We expected father [Charles] to walk in every minute and find us in our sad plight. The boys had their hats in hand ready to fly when they heard the latch key turn. But thanks to our luck, father didn't turn up until twelve, and his little "wuf" was sound asleep and snoring when he climbed in.


    Whether or not she actually committed adultery, another portion of her letter to Hallenbeck left little doubt about her intentions. "One question I would ask of you loved one—have you feather beds and no bed bugs in your apartment? I'm used to one and not the other." In addition to the damning letter, Charles claimed that she subsequently visited Hallenbeck in his Spokane apartment. She mustered a weak excuse in court, calling the letter a joke written at the urging of a friend, but offered no other defense against the allegations.

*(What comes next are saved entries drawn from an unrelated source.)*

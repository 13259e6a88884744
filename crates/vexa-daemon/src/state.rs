//! Shared handler state.

use vexa_core::amount::Credits;
use vexa_core::config::ApiConfig;
use vexa_core::credentials::{AdminSecret, CredentialError, CredentialStore};
use vexa_core::db::Database;
use vexa_core::ledger::AccountStore;

/// State handed to every request handler.
///
/// Cloning is cheap: the stores share one database handle.
#[derive(Debug, Clone)]
pub struct AppState {
    /// Account ledger.
    pub accounts: AccountStore,
    /// Per-account API credentials.
    pub credentials: CredentialStore,
    /// Cost charged for every authenticated client call.
    pub call_cost: Credits,
    /// Header carrying the client credential.
    pub credential_header: String,
    /// Header carrying the administrative secret.
    pub admin_header: String,
    /// Secret guarding the administrative routes.
    pub admin_secret: AdminSecret,
}

impl AppState {
    /// Builds the state on `db`, creating or migrating the tables it needs.
    ///
    /// # Errors
    ///
    /// Returns an error if the schema cannot be prepared.
    pub fn new(
        db: Database,
        config: &ApiConfig,
        admin_secret: AdminSecret,
    ) -> Result<Self, CredentialError> {
        let accounts = AccountStore::new(db)?;
        let credentials = CredentialStore::new(accounts.clone())?;
        Ok(Self {
            accounts,
            credentials,
            call_cost: config.call_cost,
            credential_header: config.credential_header.to_ascii_lowercase(),
            admin_header: config.admin_header.to_ascii_lowercase(),
            admin_secret,
        })
    }
}
//! Optimistic charging for paid provider calls.
//!
//! A paid action debits the ledger before calling the provider and refunds
//! the exact amount if the call fails or times out. The refund is tied to a
//! [`Charge`] value owned by the handler for that attempt:
//!
//! - [`Charge::settle`] and [`Charge::refund`] consume the guard, so one
//!   attempt can be refunded at most once;
//! - a guard dropped while still pending (the handler was cancelled or
//!   panicked) refunds itself once.
//!
//! No ledger lock is held while the provider runs: the debit and the refund
//! are separate single-statement writes. From async code those writes run on
//! the blocking pool, since a contended write sleeps between retries.
//!
//! Banned accounts are never charged, and a user retrying after a failure
//! starts a new attempt with a new charge.

use std::error::Error as StdError;
use std::future::Future;
use std::time::Duration;

use thiserror::Error;
use tokio::task::JoinError;
use tracing::{debug, error, info, warn};
use uuid::Uuid;

use crate::amount::Credits;
use crate::config::BillingConfig;
use crate::ledger::{AccountId, AccountStore, LedgerError};

/// Errors from a charged operation.
#[derive(Debug, Error)]
#[non_exhaustive]
pub enum BillingError {
    /// The balance does not cover the price; nothing was charged.
    #[error("insufficient balance: required {required}, available {available}")]
    InsufficientBalance {
        /// Price of the action.
        required: Credits,
        /// Balance at the time of the attempt.
        available: Credits,
    },

    /// The account is banned; nothing was charged.
    #[error("account {account} is banned")]
    Banned {
        /// The banned account.
        account: AccountId,
    },

    /// The provider failed.
    #[error("provider call failed (refunded: {refunded})")]
    Provider {
        /// Whether the charge was returned.
        refunded: bool,
        /// The provider's error.
        #[source]
        source: Box<dyn StdError + Send + Sync>,
    },

    /// The provider did not answer in time.
    #[error("provider call timed out after {after:?} (refunded: {refunded})")]
    Timeout {
        /// The timeout that elapsed.
        after: Duration,
        /// Whether the charge was returned.
        refunded: bool,
    },

    /// The ledger could not be charged.
    #[error(transparent)]
    Ledger(#[from] LedgerError),

    /// The blocking ledger task did not complete.
    #[error("ledger task failed: {0}")]
    Task(#[from] JoinError),
}
//! Shared administrative secret.

use std::fmt;

use secrecy::{ExposeSecret, SecretString};
use subtle::ConstantTimeEq;
use thiserror::Error;

/// Why an administrative request was refused.
#[derive(Debug, Clone, Copy, PartialEq, Eq, Error)]
pub enum AdminAuthError {
    /// No administrative secret is configured; the admin surface is off.
    #[error("administrative access is not configured")]
    NotConfigured,

    /// The request carried no administrative secret.
    #[error("administrative key is required")]
    Missing,

    /// The presented secret does not match.
    #[error("administrative key is invalid")]
    Invalid,
}

/// The single shared secret guarding the administrative surface.
#[derive(Clone, Default)]
pub struct AdminSecret(Option<SecretString>);

impl AdminSecret {
    /// Wraps a configured secret. An empty value leaves the surface disabled.
    #[must_use]
    pub fn new(secret: impl Into<String>) -> Self {
        let secret = secret.into();
        if secret.trim().is_empty() {
            return Self(None);
        }
        Self(Some(SecretString::from(secret)))
    }

    /// Reads the secret from the environment variable `var`.
    #[must_use]
    pub fn from_env(var: &str) -> Self {
        std::env::var(var).map_or_else(|_| Self::default(), Self::new)
    }

    /// Returns `true` if a secret is configured.
    #[must_use]
    pub const fn is_configured(&self) -> bool {
        self.0.is_some()
    }

    /// Checks a presented secret in constant time.
    ///
    /// # Errors
    ///
    /// Returns [`AdminAuthError`] describing the refusal.
    pub fn verify(&self, presented: Option<&str>) -> Result<(), AdminAuthError> {
        let expected = self.0.as_ref().ok_or(AdminAuthError::NotConfigured)?;
        let presented = presented
            .filter(|p| !p.is_empty())
            .ok_or(AdminAuthError::Missing)?;

        let expected = expected.expose_secret().as_bytes();
        let presented = presented.as_bytes();
        // Length is not secret; ct_eq on slices of different length is false.
        if bool::from(expected.ct_eq(presented)) {
            Ok(())
        } else {
            Err(AdminAuthError::Invalid)
        }
    }
}

impl fmt::Debug for AdminSecret {
    fn fmt(&self, f: &mut fmt::Formatter<'_>) -> fmt::Result {
        f.debug_struct("AdminSecret")
            .field("configured", &self.is_configured())
            .finish()
    }
}

#[cfg(test)]
mod tests {
    use super::*;

    #[test]
    fn test_unconfigured_refuses_everything() {
        let secret = AdminSecret::new("  ");
        assert!(!secret.is_configured());
        assert_eq!(
            secret.verify(Some("anything")),
            Err(AdminAuthError::NotConfigured)
        );
    }

    #[test]
    fn test_verify() {
        let secret = AdminSecret::new("s3cret-admin");
        assert_eq!(secret.verify(Some("s3cret-admin")), Ok(()));
        assert_eq!(secret.verify(Some("s3cret-admiN")), Err(AdminAuthError::Invalid));
        assert_eq!(secret.verify(Some("s3cret")), Err(AdminAuthError::Invalid));
        assert_eq!(secret.verify(Some("")), Err(AdminAuthError::Missing));
        assert_eq!(secret.verify(None), Err(AdminAuthError::Missing));
    }

    #[test]
    fn test_debug_does_not_leak() {
        let secret = AdminSecret::new("s3cret-admin");
        let shown = format!("{secret:?}");
        assert!(!shown.contains("s3cret"));
    }
}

    The claims, complaints, and countercomplaints continued for months, until finally at ten o'clock on March 4, 1915, the judge presented the final decree. The marriage ended with a whack of his gavel, but the court appearance was only a formality. Days earlier, both parties had signed the judge's stipulations regarding disposition of property and custody of the baby. Grace was awarded custody of her son, the house on Foster Avenue, and its furniture. Charles kept everything else, including the house on Eleventh Street and the right to visit Gregory "at any time during reasonable hours." He paid fifty dollars to fulfill a temporary alimony award, after which he was under no further obligation to Grace or the boy. Evidently, his documentation of Grace's affair had the desired effect on the judge, who took a dim view of her behavior and refused to grant continued alimony.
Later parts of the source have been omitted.